Num tempo cheio de mimimis e nhenhenhéns, talvez o novo filme de Gus Van Sant tenha um valor especial. Chama-se A Pé Ele não Vai Longe e ficcionaliza a vida do cartunista norte-americano John Callahan, famoso por sua verve ácida e politicamente incorreta. Acontece que a frase do título é criada pelo artista referindo-se a si mesmo. Sim, ele ficou tetraplégico num acidente de carro após uma bebedeira daquelas de lascar, em companhia de um amigo estroina que, mais sortudo, sofreu apenas escoriações.
A história é bastante divertida, em especial pelo tom sarcástico impresso ao personagem por Joaquin Phoenix, em excelente desempenho. Mas não é apenas gozada, porque em momento algum Gus Van Sant ignora o drama humano do alcoolismo ou a tragédia que significa ser sadio e, de um dia para outro, perder praticamente todos os movimentos do corpo.
A estrutura da narrativa é em flashback. Assistimos aos dias de farra de Callahan, antes do acidente, e depois o vemos, já tetraplégico, tentando parar de beber com a ajuda de um guru bastante heterodoxo, Donnie (Jonah Hill).
Tem um lado interessante do filme, em termos da narrativa cinematográfica, que é a conhecida fluidez de Van Sant e a maneira como inova, mas sem produzir obras herméticas ou autocentradas. Fala para o público, pelo menos para aquela parte do público disposta a sair do ramerrão e tentar algo mais sofisticado que histórias de super-heróis. Os saltos no tempo turbinam a narrativa, sem confundi-la. E a elegância da câmera, ao construir planos e enquadramentos, ajuda na fruição. É ótimo cinema.
E, sim, há Joaquin Phoenix, que dosa a intensidade sem levar a construção do perfil a uma caricatura. Respeita o personagem que interpreta, mas não demasiadamente a ponto de ser reverente, o que, num tipo meio anarquista, colocaria tudo a perder.
Aliás, o tratamento de Phoenix à personalidade do Callahan da vida real tem tudo a ver com o espírito geral do filme. A ideia, aqui, é tratar de coisas muito sérias porém sem se levar a sério demais. Há sempre um distanciamento irônico que tempera os fatos mais graves e evita que a trama se precipite no abismo da solenidade. Definitivamente, Van Sant não é um Spielberg – e neste caso isto é um elogio.

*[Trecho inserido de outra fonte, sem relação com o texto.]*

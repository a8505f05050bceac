//! Askama templates for the web frontend.

use askama::Template;

/// Home page with the search form.
///
/// Results are fetched by `static/app.js` from `POST /search` and rendered
/// client-side.
#[derive(Template)]
#[template(path = "index.html")]
pub struct IndexTemplate;
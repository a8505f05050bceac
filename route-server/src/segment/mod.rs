//! Route segment extraction.
//!
//! Given the ordered stop list of a train, finds the stops between a
//! departure and an arrival station. Station names are compared with a
//! permissive fuzzy match (see [`matches`]), so provider names carrying extra
//! qualifiers ("Москва Пассажирская") still match a plain query ("москва").

mod extract;
mod matcher;

pub use extract::extract;
pub use matcher::matches;
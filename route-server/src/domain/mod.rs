//! Domain types for the route segment server.
//!
//! This module contains the validated request type and the stop/segment
//! model shared by the extractor, the cache and the web layer. Request
//! invariants are enforced at construction time, so code that receives a
//! `SearchRequest` can trust its fields.

mod error;
mod request;
mod station;
mod stop;

pub use error::ValidationError;
pub use request::{MAX_STATION_LEN, MAX_TRAIN_NUMBER_LEN, SearchRequest, normalize_station};
pub use station::StationCode;
pub use stop::{RouteSegment, SegmentStop, StopRecord};
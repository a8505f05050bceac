//! Application state for the web layer.

use std::sync::Arc;

use crate::search::SearchOrchestrator;

/// Shared application state.
///
/// Generic over the provider and cache so the same router serves both the
/// live provider and the fixture-backed mock.
pub struct AppState<P, C> {
    /// Search orchestrator shared by all requests
    pub search: Arc<SearchOrchestrator<P, C>>,
}

impl<P, C> AppState<P, C> {
    /// Create a new app state.
    pub fn new(search: SearchOrchestrator<P, C>) -> Self {
        Self {
            search: Arc::new(search),
        }
    }
}

// Derived Clone would require `P: Clone, C: Clone`.
impl<P, C> Clone for AppState<P, C> {
    fn clone(&self) -> Self {
        Self {
            search: Arc::clone(&self.search),
        }
    }
}
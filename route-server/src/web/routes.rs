//! HTTP route handlers.

use askama::Template;
use axum::{
    Form, Json, Router,
    extract::{State, rejection::FormRejection},
    http::StatusCode,
    response::{Html, IntoResponse, Response},
    routing::{get, post},
};
use tower_http::services::ServeDir;
use tower_http::trace::TraceLayer;
use tracing::{debug, error, warn};

use crate::cache::CacheStore;
use crate::domain::ValidationError;
use crate::provider::TimetableProvider;
use crate::search::SearchError;

use super::dto::*;
use super::state::AppState;
use super::templates::*;

/// Create the application router.
///
/// `static_dir` is the path to the static assets directory.
pub fn create_router<P, C>(state: AppState<P, C>, static_dir: &str) -> Router
where
    P: TimetableProvider + 'static,
    C: CacheStore + 'static,
{
    Router::new()
        .route("/", get(index_page))
        .route("/health", get(health))
        .route("/search", post(search::<P, C>))
        .nest_service("/static", ServeDir::new(static_dir))
        .layer(TraceLayer::new_for_http())
        .with_state(state)
}

/// Health check endpoint.
async fn health() -> &'static str {
    "ok"
}

/// Index page with search form.
async fn index_page() -> impl IntoResponse {
    Html(
        IndexTemplate
            .render()
            .unwrap_or_else(|e| format!("Template error: {}", e)),
    )
}

/// Find the stops between two stations on a train's route.
async fn search<P, C>(
    State(state): State<AppState<P, C>>,
    form: Result<Form<SearchForm>, FormRejection>,
) -> Result<Json<SearchResponse>, AppError>
where
    P: TimetableProvider,
    C: CacheStore,
{
    let Form(form) = form?;
    let request = form
        .validate()
        .inspect_err(|e| debug!(field = e.field(), "search form rejected"))?;
    let segment = state.search.search(&request).await?;

    Ok(Json(SearchResponse::new(segment)))
}

/// Application error type.
#[derive(Debug)]
pub enum AppError {
    /// Input the caller can fix: bad fields or an unknown station
    Unprocessable { message: String },
    /// Provider failure or anything else on our side
    Internal { message: String },
}

impl AppError {
    fn status(&self) -> StatusCode {
        match self {
            AppError::Unprocessable { .. } => StatusCode::UNPROCESSABLE_ENTITY,
            AppError::Internal { .. } => StatusCode::INTERNAL_SERVER_ERROR,
        }
    }
}

impl From<ValidationError> for AppError {
    fn from(e: ValidationError) -> Self {
        AppError::Unprocessable {
            message: e.to_string(),
        }
    }
}

impl From<FormRejection> for AppError {
    fn from(e: FormRejection) -> Self {
        AppError::Unprocessable {
            message: e.body_text(),
        }
    }
}

impl From<SearchError> for AppError {
    fn from(e: SearchError) -> Self {
        match e {
            SearchError::StationMapping(_) => AppError::Unprocessable {
                message: e.to_string(),
            },
            SearchError::ProviderTransport(_) | SearchError::ProviderData(_) => {
                AppError::Internal {
                    message: e.to_string(),
                }
            }
        }
    }
}

impl IntoResponse for AppError {
    fn into_response(self) -> Response {
        let status = self.status();
        let message = match self {
            AppError::Unprocessable { message } => {
                warn!(status = status.as_u16(), %message, "request rejected");
                message
            }
            AppError::Internal { message } => {
                error!(status = status.as_u16(), %message, "request failed");
                message
            }
        };

        (status, Json(ErrorResponse::new(message))).into_response()
    }
}

#[cfg(test)]
mod tests {
    use super::*;
    use std::sync::Arc;

    use crate::cache::{CacheConfig, MokaStore};
    use crate::provider::{MockProvider, ProviderError};
    use crate::search::SearchOrchestrator;
    use crate::stations::{StaticStationDirectory, StationMappingError};

    fn state() -> AppState<MockProvider, MokaStore> {
        let provider = MockProvider::new("data/mock_routes").unwrap();
        let cache = MokaStore::new(&CacheConfig::default());
        AppState::new(SearchOrchestrator::new(
            provider,
            cache,
            Arc::new(StaticStationDirectory::default()),
        ))
    }

    fn form(train: &str, from: &str, to: &str) -> SearchForm {
        SearchForm {
            train_number: Some(train.into()),
            departure_station: Some(from.into()),
            arrival_station: Some(to.into()),
            day: Some("15".into()),
            month: Some("3".into()),
        }
    }

    async fn body_json(response: Response) -> serde_json::Value {
        let bytes = axum::body::to_bytes(response.into_body(), usize::MAX)
            .await
            .unwrap();
        serde_json::from_slice(&bytes).unwrap()
    }

    #[tokio::test]
    async fn search_returns_segment() {
        let Json(response) = search(
            State(state()),
            Ok(Form(form("016А", "Москва", "Санкт-Петербург"))),
        )
        .await
        .unwrap();

        assert!(response.success);
        let stations = response.stations.stops();
        assert_eq!(stations.len(), 6);
        assert_eq!(stations[0].station_name, "МОСКВА ОКТЯБРЬСКАЯ");
        assert_eq!(stations[2].dwell_minutes, 2);
        assert_eq!(stations[5].station_name, "САНКТ-ПЕТЕРБУРГ ГЛАВН.");
        assert_eq!(stations[5].index, 6);
    }

    #[tokio::test]
    async fn validation_error_is_422() {
        let mut bad = form("016А", "Москва", "Санкт-Петербург");
        bad.month = Some("13".into());

        let err = search(State(state()), Ok(Form(bad))).await.unwrap_err();
        let response = err.into_response();

        assert_eq!(response.status(), StatusCode::UNPROCESSABLE_ENTITY);
        let body = body_json(response).await;
        assert_eq!(body["success"], false);
        assert!(body["message"].as_str().unwrap().contains("month"));
    }

    #[tokio::test]
    async fn unknown_station_is_422() {
        let err = search(State(state()), Ok(Form(form("016А", "Тверь", "Москва"))))
            .await
            .unwrap_err();

        assert_eq!(err.into_response().status(), StatusCode::UNPROCESSABLE_ENTITY);
    }

    #[tokio::test]
    async fn unknown_train_is_500() {
        let err = search(
            State(state()),
            Ok(Form(form("999Я", "Москва", "Санкт-Петербург"))),
        )
        .await
        .unwrap_err();

        let response = err.into_response();
        assert_eq!(response.status(), StatusCode::INTERNAL_SERVER_ERROR);
        let body = body_json(response).await;
        assert_eq!(body["success"], false);
        assert!(body["message"].as_str().unwrap().contains("999Я"));
    }

    #[test]
    fn error_status_mapping() {
        let mapping = AppError::from(SearchError::StationMapping(StationMappingError::NotFound {
            station: "x".into(),
        }));
        assert_eq!(mapping.status(), StatusCode::UNPROCESSABLE_ENTITY);

        let data = AppError::from(SearchError::from(ProviderError::EmptyResponse));
        assert_eq!(data.status(), StatusCode::INTERNAL_SERVER_ERROR);

        let transport = AppError::from(SearchError::from(ProviderError::Unauthorized));
        assert_eq!(transport.status(), StatusCode::INTERNAL_SERVER_ERROR);

        let validation = AppError::from(ValidationError::SameStation);
        assert_eq!(validation.status(), StatusCode::UNPROCESSABLE_ENTITY);
    }

    #[tokio::test]
    async fn undecodable_form_is_json_422() {
        use axum::body::Body;
        use axum::extract::FromRequest;
        use axum::http::Request;

        // Wrong content type
        let request = Request::post("/search")
            .header("content-type", "application/json")
            .body(Body::from(r#"{"train_number": "016А"}"#))
            .unwrap();
        let rejection = Form::<SearchForm>::from_request(request, &())
            .await
            .unwrap_err();

        let err = search(State(state()), Err(rejection)).await.unwrap_err();
        let response = err.into_response();

        assert_eq!(response.status(), StatusCode::UNPROCESSABLE_ENTITY);
        let body = body_json(response).await;
        assert_eq!(body["success"], false);
        assert!(!body["message"].as_str().unwrap().is_empty());
    }

    #[tokio::test]
    async fn health_is_ok() {
        assert_eq!(health().await, "ok");
    }
}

Todos esses ingredientes – e o tratamento que Gus Van Sant dá a eles – fazem de A Pé Ele Não Vai Longe um filme fora do comum. Pelo menos em nossos tempos. Seria, no entanto, abusivo chamá-lo de “fora de moda”. Pelo contrário. Parece salutar justamente por, digamos assim, escovar os costumes a contrapelo do tempo. Quando diretores (e escritores, músicos, dramaturgos, etc) parecem morrer de medo de desagradar a este ou aquele grupo, Gus Van Sant exuma um personagem que não tinha medo de rir de tudo e de todos – a começar por si mesmo.
John Callahan (1951-2010) nasceu em Portland, Oregon. Sofreu aquele acidente que mudou sua vida aos 21 anos. Quem dirigia o veículo não era ele, e sim um beberrão que conhecera num boteco. De festa em festa, de bar em bar, acabaram esborrachando-se no carro de Callahan e este levou a pior. Após o acidente, seguiu com muita determinação um processo de fisioterapia e reabilitação e conseguiu readquirir, em parte, movimentos da parte superior do corpo. Desenhava com dificuldade, mas isso não aparecia na obra, com traços de grande leveza e também de extrema contundência. Mexia com temas tabus como a sexualidade, o racismo e própria enfermidade. Era um provocador e usava o desenho como forma de prospectar seus próprios demônios internos, como faz todo artista.
Callahan era tão incisivo, nos Estados Unidos, como foi Georges Wolinski na França e Henfil entre nós. Artistas que põem no papel o que poucos têm coragem de expressar e, por isso mesmo, nos fazem pensar e crescer como adultos.